Paul Crater: Being able to play in the major leagues, all this kind of seemed possible to him because when he was fourteen, in nineteen-forty-eight…he saw Jackie Robinson in Mobile.… Jackie Robinson comes to, you know, a school in Mobile. He hears him speak. Skips school to hear him speak. And it's like. “I could do that. I could, I could, I could be a star. I could be a baseball player. I could play in the Major Leagues because Jackie's in the Major Leagues.”
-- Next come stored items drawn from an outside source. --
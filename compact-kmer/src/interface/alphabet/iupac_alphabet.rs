//! The IUPAC nucleotide alphabet, consisting of the four bases, uracil and the eleven ambiguity codes.

use crate::interface::alphabet::dna_alphabet::DnaCharacter;
use crate::interface::alphabet::{Alphabet, AlphabetCharacter};
use std::cmp::Ordering;
use std::convert::TryFrom;

/// A character of the IUPAC nucleotide alphabet.
///
/// Translation table of the four-bit code:
/// ```txt
/// 0 - A    4 - W    8 - R    C - H
/// 1 - C    5 - S    9 - Y    D - V
/// 2 - G    6 - M    A - B    E - N
/// 3 - T    7 - K    B - D    F - U
/// ```
#[derive(Debug, Clone, Copy, Eq, PartialEq, Hash)]
pub struct IupacCharacter {
    code: u8,
}

/// The IUPAC nucleotide alphabet.
#[derive(Debug, Clone, Copy, Eq, PartialEq, Hash, Default)]
pub struct IupacAlphabet;

static IUPAC_CODE_TO_ASCII_TABLE: [u8; IupacAlphabet::SIZE] = [
    b'A', b'C', b'G', b'T', b'W', b'S', b'M', b'K', b'R', b'Y', b'B', b'D', b'H', b'V', b'N', b'U',
];

// Bit masks over DNA character codes (A = 1, T = 2, C = 4, G = 8).
const A: u8 = 0b0001;
const T: u8 = 0b0010;
const C: u8 = 0b0100;
const G: u8 = 0b1000;

static IUPAC_CODE_TO_BASE_SET_TABLE: [u8; IupacAlphabet::SIZE] = [
    A,
    C,
    G,
    T,
    A | T,
    C | G,
    A | C,
    G | T,
    A | G,
    C | T,
    C | G | T,
    A | G | T,
    A | C | T,
    A | C | G,
    A | C | G | T,
    T,
];

const INVALID_CODE: u8 = 16;

static ASCII_TO_IUPAC_CODE_TABLE: [u8; 256] = [
    16, 16, 16, 16, 16, 16, 16, 16, 16, 16, 16, 16, 16, 16, 16, 16, 16, 16, 16, 16, 16, 16, 16, 16, 16, 16, 16, 16, 16, 16, 16, 16,
    16, 16, 16, 16, 16, 16, 16, 16, 16, 16, 16, 16, 16, 16, 16, 16, 16, 16, 16, 16, 16, 16, 16, 16, 16, 16, 16, 16, 16, 16, 16, 16,
    16, 0, 10, 1, 11, 16, 16, 2, 12, 16, 16, 7, 16, 6, 14, 16, 16, 16, 8, 5, 3, 15, 13, 4, 16, 9, 16, 16, 16, 16, 16, 16,
    16, 16, 16, 16, 16, 16, 16, 16, 16, 16, 16, 16, 16, 16, 16, 16, 16, 16, 16, 16, 16, 16, 16, 16, 16, 16, 16, 16, 16, 16, 16, 16,
    16, 16, 16, 16, 16, 16, 16, 16, 16, 16, 16, 16, 16, 16, 16, 16, 16, 16, 16, 16, 16, 16, 16, 16, 16, 16, 16, 16, 16, 16, 16, 16,
    16, 16, 16, 16, 16, 16, 16, 16, 16, 16, 16, 16, 16, 16, 16, 16, 16, 16, 16, 16, 16, 16, 16, 16, 16, 16, 16, 16, 16, 16, 16, 16,
    16, 16, 16, 16, 16, 16, 16, 16, 16, 16, 16, 16, 16, 16, 16, 16, 16, 16, 16, 16, 16, 16, 16, 16, 16, 16, 16, 16, 16, 16, 16, 16,
    16, 16, 16, 16, 16, 16, 16, 16, 16, 16, 16, 16, 16, 16, 16, 16, 16, 16, 16, 16, 16, 16, 16, 16, 16, 16, 16, 16, 16, 16, 16, 16,
];

impl IupacCharacter {
    /// Returns true if the given nucleotide is in the set of bases represented by this character.
    /// `U` represents uracil, which stands in for thymine.
    pub fn matches(&self, nucleotide: DnaCharacter) -> bool {
        IUPAC_CODE_TO_BASE_SET_TABLE[self.code as usize] & (1 << nucleotide.code()) != 0
    }

    /// Returns the number of nucleotides represented by this character.
    pub fn base_count(&self) -> u32 {
        IUPAC_CODE_TO_BASE_SET_TABLE[self.code as usize].count_ones()
    }

    /// Returns true if this character represents exactly one nucleotide.
    pub fn is_unambiguous(&self) -> bool {
        self.base_count() == 1
    }
}

impl From<IupacCharacter> for u8 {
    fn from(character: IupacCharacter) -> u8 {
        IUPAC_CODE_TO_ASCII_TABLE[character.code as usize]
    }
}

impl From<DnaCharacter> for IupacCharacter {
    fn from(character: DnaCharacter) -> Self {
        Self {
            code: ASCII_TO_IUPAC_CODE_TABLE[u8::from(character) as usize],
        }
    }
}

impl TryFrom<u8> for IupacCharacter {
    type Error = ();

    fn try_from(ascii: u8) -> Result<Self, Self::Error> {
        let code = ASCII_TO_IUPAC_CODE_TABLE[ascii as usize];
        if code == INVALID_CODE {
            Err(())
        } else {
            Ok(Self { code })
        }
    }
}

impl Ord for IupacCharacter {
    fn cmp(&self, other: &Self) -> Ordering {
        u8::from(*self).cmp(&u8::from(*other))
    }
}

impl PartialOrd for IupacCharacter {
    fn partial_cmp(&self, other: &Self) -> Option<Ordering> {
        Some(self.cmp(other))
    }
}

impl AlphabetCharacter for IupacCharacter {
    fn code(&self) -> u8 {
        self.code
    }

    fn from_code(code: u8) -> Option<Self> {
        if (code as usize) < IupacAlphabet::SIZE {
            Some(Self { code })
        } else {
            None
        }
    }
}

impl Alphabet for IupacAlphabet {
    type CharacterType = IupacCharacter;
    const SIZE: usize = 16;
    const BITS_PER_SYMBOL: usize = 4;
}
//! Parsing of the human-readable text form.

use crate::error::{ErrorKind, Result};

fn is_separator(character: char) -> bool {
    matches!(character, ' ' | '\t' | '\n' | '\r')
}

/// Returns the single whitespace-delimited token of the given text.
/// Leading and trailing whitespace is skipped, anything after the first token is an error.
pub(crate) fn single_token<'a>(text: &'a str, type_name: &'static str) -> Result<&'a str> {
    let trimmed = text.trim_matches(is_separator);
    if trimmed.is_empty() {
        return Err(ErrorKind::EmptyInput(type_name).into());
    }
    if trimmed.contains(is_separator) {
        return Err(ErrorKind::TrailingInput(type_name).into());
    }
    Ok(trimmed)
}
Chuck Reece: Hank Aaron realized baseball could be his ticket out—not just out of poverty, but out of the Jim Crow South. He was only eighteen years old when he signed a contract with the Indianapolis Clowns of the Negro Leagues. But Major League teams were already scouting him. Particularly the New York Giants and the Boston Braves, who were just about to move to Milwaukee.

Several scouting reports on Aaron by different teams are framed and hang on the wall in the History Center. A particular one from a Braves scout is a hoot.

Chuck Reece (from "More Than Brave" walk through): July 1952 scouting report by Billy Southworth of the Braves organization. And he is rated, as a good hitter, a fast runner, a good fielder with a strong arm and a good attitude. But his power ranking is only fair. That's hilarious.

Paul Crater: You're seeing in the scouting reports that the scouts are saying this is an obvious prospect. There's no hint whatsoever that there's they're writing about, reporting about a guy who would basically could be on the Mount Rushmore of organized baseball. Right?

Paul Crater of the Atlanta History Center shows Chuck Reece a collection of letters written to Hank Aaron by Black leaders in Atlanta encouraging him to come to the city with the Braves

Paul Crater of the Atlanta History Center shows Chuck Reece a collection of letters written to Hank Aaron by Black leaders in Atlanta encouraging him to come to the city with the Braves.

Chuck Reece: Crater points to a framed telegram on the wall.

Paul Crater: This is an interesting telegram. It's between John Mullin, with the Boston Braves, to Sid Pollock, the general manager of the Indianapolis Clowns. And it's indicating at what salary they would sign Henry Aaron to with the Braves. $350. Right. So there was a kind of a bidding war for Henry Aaron. One of the candidates was the New York Giants, who bid 300.

Chuck Reece (from More Than Brave walk through): Three-hundred dollars…

Paul Crater: And if they bid a little bit more, they could have had Henry Aaron and Willie Mays in their outfield. Wow.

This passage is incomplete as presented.